YOUR GOAL: Copy every record below, exactly as written.

________________

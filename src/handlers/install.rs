//! Run-once install scripts.
use super::{Handler, HandlerContext, clear_state_dir, refuse};
use crate::context::ClearedItem;
use crate::datastore::{DataStore, Status, file_checksum, sentinel_name};
use crate::error::Result;
use crate::exec::CommandSpec;
use crate::paths::DOTFILES_ROOT_ENV;
use crate::rules::Match;
use crate::types::{Action, Operation, OperationKind, RunMode, display_relative};

/// Registered name.
pub const NAME: &str = "install";

/// Environment variable naming the pack for provisioning commands.
pub const PACK_ENV: &str = "DODOT_PACK";

/// Runs `bash <script>` in the pack directory once per script checksum.
#[derive(Debug, Clone, Copy, Default)]
pub struct InstallHandler;

/// Build a sentinel-guarded action running `command` for `m`.
pub(super) fn run_once_action(
    handler: &str,
    ctx: &HandlerContext<'_>,
    m: &Match,
    command: CommandSpec,
    verb: &str,
) -> Result<Action> {
    if m.is_dir {
        return Err(refuse(handler, m, "expected a file"));
    }
    let checksum = file_checksum(ctx.store.fs(), &m.source)?;
    let sentinel = sentinel_name(&m.source);
    let command = command
        .current_dir(&ctx.pack.path)
        .env(PACK_ENV, &m.pack)
        .env(
            DOTFILES_ROOT_ENV,
            ctx.store.paths().dotfiles_root().display().to_string(),
        )
        .timeout(ctx.command_timeout);
    Ok(Action {
        pack: m.pack.clone(),
        handler: handler.to_string(),
        source: m.source.clone(),
        relative: m.relative.clone(),
        target: None,
        checksum: Some(checksum.clone()),
        sentinel: Some(sentinel.clone()),
        description: format!("{verb} {}/{}", m.pack, display_relative(&m.relative)),
        operations: vec![Operation {
            pack: m.pack.clone(),
            handler: handler.to_string(),
            source: m.source.clone(),
            destination: ctx.store.sentinel_path(&m.pack, handler, &sentinel),
            kind: OperationKind::RunOnce {
                sentinel,
                checksum,
                command,
            },
        }],
    })
}

/// Status of a run-once action from its sentinel.
pub(super) fn run_once_status(handler: &str, action: &Action, store: &DataStore) -> Result<Status> {
    let sentinel = action
        .sentinel
        .clone()
        .unwrap_or_else(|| sentinel_name(&action.source));
    let checksum = action.checksum.as_deref().unwrap_or_default();
    store.sentinel_status(&action.pack, handler, &sentinel, checksum)
}

impl Handler for InstallHandler {
    fn name(&self) -> &'static str {
        NAME
    }

    fn run_mode(&self) -> RunMode {
        RunMode::Provisioning
    }

    fn to_action(&self, ctx: &HandlerContext<'_>, m: &Match) -> Result<Action> {
        let command = CommandSpec::new("bash", [m.source.display().to_string()]);
        run_once_action(NAME, ctx, m, command, "run")
    }

    fn status(&self, action: &Action, store: &DataStore) -> Result<Status> {
        run_once_status(NAME, action, store)
    }

    fn clear(
        &self,
        ctx: &HandlerContext<'_>,
        _matches: &[Match],
        dry_run: bool,
    ) -> Result<Vec<ClearedItem>> {
        clear_state_dir(NAME, ctx, dry_run)
    }
}

#[cfg(test)]
#[allow(
    clippy::expect_used,
    clippy::unwrap_used,
    clippy::indexing_slicing,
    clippy::panic
)]
mod tests {
    use super::super::test_support::{matched, pack, store};
    use super::*;
    use crate::context::ClearedKind;
    use crate::datastore::StatusState;
    use crate::fs::{Fs, MemoryFs};
    use std::path::{Path, PathBuf};
    use std::time::Duration;

    fn fixture() -> (std::sync::Arc<MemoryFs>, DataStore) {
        store(MemoryFs::new().with_file("/dots/dev/install.sh", "echo hi"))
    }

    #[test]
    fn action_runs_bash_in_pack_dir() {
        let (_, store) = fixture();
        let pack = pack("dev");
        let ctx = HandlerContext {
            pack: &pack,
            store: &store,
            enable_home_symlinks: true,
            command_timeout: Some(Duration::from_secs(30)),
        };
        let action = InstallHandler
            .to_action(&ctx, &matched("dev", "install.sh", NAME, false))
            .unwrap();
        assert_eq!(action.sentinel.as_deref(), Some("install.sh.sentinel"));
        assert_eq!(action.checksum.as_ref().map(String::len), Some(64));
        assert_eq!(action.description, "run dev/install.sh");

        let op = &action.operations[0];
        assert_eq!(
            op.destination,
            PathBuf::from("/data/packs/dev/install/install.sh.sentinel")
        );
        let OperationKind::RunOnce { command, .. } = &op.kind else {
            panic!("expected RunOnce, got {:?}", op.kind);
        };
        assert_eq!(command.program, "bash");
        assert_eq!(command.args, vec!["/dots/dev/install.sh"]);
        assert_eq!(command.cwd.as_deref(), Some(Path::new("/dots/dev")));
        assert!(command.env.contains(&(PACK_ENV.to_string(), "dev".to_string())));
        assert_eq!(command.timeout, Some(Duration::from_secs(30)));
    }

    #[test]
    fn status_tracks_sentinel() {
        let (_, store) = fixture();
        let pack = pack("dev");
        let ctx = HandlerContext {
            pack: &pack,
            store: &store,
            enable_home_symlinks: true,
            command_timeout: None,
        };
        let action = InstallHandler
            .to_action(&ctx, &matched("dev", "install.sh", NAME, false))
            .unwrap();
        assert_eq!(
            InstallHandler.status(&action, &store).unwrap().state,
            StatusState::Missing
        );
        store
            .record_run("dev", NAME, "install.sh.sentinel", action.checksum.as_deref().unwrap())
            .unwrap();
        assert_eq!(
            InstallHandler.status(&action, &store).unwrap().state,
            StatusState::Ready
        );
    }

    #[test]
    fn clear_removes_state_dir() {
        let (fs, store) = fixture();
        store.record_run("dev", NAME, "install.sh.sentinel", "c").unwrap();
        let pack = pack("dev");
        let ctx = HandlerContext {
            pack: &pack,
            store: &store,
            enable_home_symlinks: true,
            command_timeout: None,
        };
        let items = InstallHandler.clear(&ctx, &[], false).unwrap();
        let kinds: Vec<_> = items.iter().map(|i| i.kind).collect();
        assert_eq!(kinds, vec![ClearedKind::Sentinel, ClearedKind::StateDir]);
        assert!(!fs.entry_exists(Path::new("/data/packs/dev/install")));
        assert!(InstallHandler.clear(&ctx, &[], false).unwrap().is_empty());
    }
}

________________

WORKED SOLUTION:
filename src/handlers/install.rs
//! Run-once install scripts.
use super::{Handler, HandlerContext, clear_state_dir, refuse};
use crate::context::ClearedItem;
use crate::datastore::{DataStore, Status, file_checksum, sentinel_name};
use crate::error::Result;
use crate::exec::CommandSpec;
use crate::paths::DOTFILES_ROOT_ENV;
use crate::rules::Match;
use crate::types::{Action, Operation, OperationKind, RunMode, display_relative};

/// Registered name.
pub const NAME: &str = "install";

/// Environment variable naming the pack for provisioning commands.
pub const PACK_ENV: &str = "DODOT_PACK";

/// Runs `bash <script>` in the pack directory once per script checksum.
#[derive(Debug, Clone, Copy, Default)]
pub struct InstallHandler;

/// Build a sentinel-guarded action running `command` for `m`.
pub(super) fn run_once_action(
    handler: &str,
    ctx: &HandlerContext<'_>,
    m: &Match,
    command: CommandSpec,
    verb: &str,
) -> Result<Action> {
    if m.is_dir {
        return Err(refuse(handler, m, "expected a file"));
    }
    let checksum = file_checksum(ctx.store.fs(), &m.source)?;
    let sentinel = sentinel_name(&m.source);
    let command = command
        .current_dir(&ctx.pack.path)
        .env(PACK_ENV, &m.pack)
        .env(
            DOTFILES_ROOT_ENV,
            ctx.store.paths().dotfiles_root().display().to_string(),
        )
        .timeout(ctx.command_timeout);
    Ok(Action {
        pack: m.pack.clone(),
        handler: handler.to_string(),
        source: m.source.clone(),
        relative: m.relative.clone(),
        target: None,
        checksum: Some(checksum.clone()),
        sentinel: Some(sentinel.clone()),
        description: format!("{verb} {}/{}", m.pack, display_relative(&m.relative)),
        operations: vec![Operation {
            pack: m.pack.clone(),
            handler: handler.to_string(),
            source: m.source.clone(),
            destination: ctx.store.sentinel_path(&m.pack, handler, &sentinel),
            kind: OperationKind::RunOnce {
                sentinel,
                checksum,
                command,
            },
        }],
    })
}

/// Status of a run-once action from its sentinel.
pub(super) fn run_once_status(handler: &str, action: &Action, store: &DataStore) -> Result<Status> {
    let sentinel = action
        .sentinel
        .clone()
        .unwrap_or_else(|| sentinel_name(&action.source));
    let checksum = action.checksum.as_deref().unwrap_or_default();
    store.sentinel_status(&action.pack, handler, &sentinel, checksum)
}

impl Handler for InstallHandler {
    fn name(&self) -> &'static str {
        NAME
    }

    fn run_mode(&self) -> RunMode {
        RunMode::Provisioning
    }

    fn to_action(&self, ctx: &HandlerContext<'_>, m: &Match) -> Result<Action> {
        let command = CommandSpec::new("bash", [m.source.display().to_string()]);
        run_once_action(NAME, ctx, m, command, "run")
    }

    fn status(&self, action: &Action, store: &DataStore) -> Result<Status> {
        run_once_status(NAME, action, store)
    }

    fn clear(
        &self,
        ctx: &HandlerContext<'_>,
        _matches: &[Match],
        dry_run: bool,
    ) -> Result<Vec<ClearedItem>> {
        clear_state_dir(NAME, ctx, dry_run)
    }
}

#[cfg(test)]
#[allow(
    clippy::expect_used,
    clippy::unwrap_used,
    clippy::indexing_slicing,
    clippy::panic
)]
mod tests {
    use super::super::test_support::{matched, pack, store};
    use super::*;
    use crate::context::ClearedKind;
    use crate::datastore::StatusState;
    use crate::fs::{Fs, MemoryFs};
    use std::path::{Path, PathBuf};
    use std::time::Duration;

    fn fixture() -> (std::sync::Arc<MemoryFs>, DataStore) {
        store(MemoryFs::new().with_file("/dots/dev/install.sh", "echo hi"))
    }

    #[test]
    fn action_runs_bash_in_pack_dir() {
        let (_, store) = fixture();
        let pack = pack("dev");
        let ctx = HandlerContext {
            pack: &pack,
            store: &store,
            enable_home_symlinks: true,
            command_timeout: Some(Duration::from_secs(30)),
        };
        let action = InstallHandler
            .to_action(&ctx, &matched("dev", "install.sh", NAME, false))
            .unwrap();
        assert_eq!(action.sentinel.as_deref(), Some("install.sh.sentinel"));
        assert_eq!(action.checksum.as_ref().map(String::len), Some(64));
        assert_eq!(action.description, "run dev/install.sh");

        let op = &action.operations[0];
        assert_eq!(
            op.destination,
            PathBuf::from("/data/packs/dev/install/install.sh.sentinel")
        );
        let OperationKind::RunOnce { command, .. } = &op.kind else {
            panic!("expected RunOnce, got {:?}", op.kind);
        };
        assert_eq!(command.program, "bash");
        assert_eq!(command.args, vec!["/dots/dev/install.sh"]);
        assert_eq!(command.cwd.as_deref(), Some(Path::new("/dots/dev")));
        assert!(command.env.contains(&(PACK_ENV.to_string(), "dev".to_string())));
        assert_eq!(command.timeout, Some(Duration::from_secs(30)));
    }

    #[test]
    fn status_tracks_sentinel() {
        let (_, store) = fixture();
        let pack = pack("dev");
        let ctx = HandlerContext {
            pack: &pack,
            store: &store,
            enable_home_symlinks: true,
            command_timeout: None,
        };
        let action = InstallHandler
            .to_action(&ctx, &matched("dev", "install.sh", NAME, false))
            .unwrap();
        assert_eq!(
            InstallHandler.status(&action, &store).unwrap().state,
            StatusState::Missing
        );
        store
            .record_run("dev", NAME, "install.sh.sentinel", action.checksum.as_deref().unwrap())
            .unwrap();
        assert_eq!(
            InstallHandler.status(&action, &store).unwrap().state,
            StatusState::Ready
        );
    }

    #[test]
    fn clear_removes_state_dir() {
        let (fs, store) = fixture();
        store.record_run("dev", NAME, "install.sh.sentinel", "c").unwrap();
        let pack = pack("dev");
        let ctx = HandlerContext {
            pack: &pack,
            store: &store,
            enable_home_symlinks: true,
            command_timeout: None,
        };
        let items = InstallHandler.clear(&ctx, &[], false).unwrap();
        let kinds: Vec<_> = items.iter().map(|i| i.kind).collect();
        assert_eq!(kinds, vec![ClearedKind::Sentinel, ClearedKind::StateDir]);
        assert!(!fs.entry_exists(Path::new("/data/packs/dev/install")));
        assert!(InstallHandler.clear(&ctx, &[], false).unwrap().is_empty());
    }
}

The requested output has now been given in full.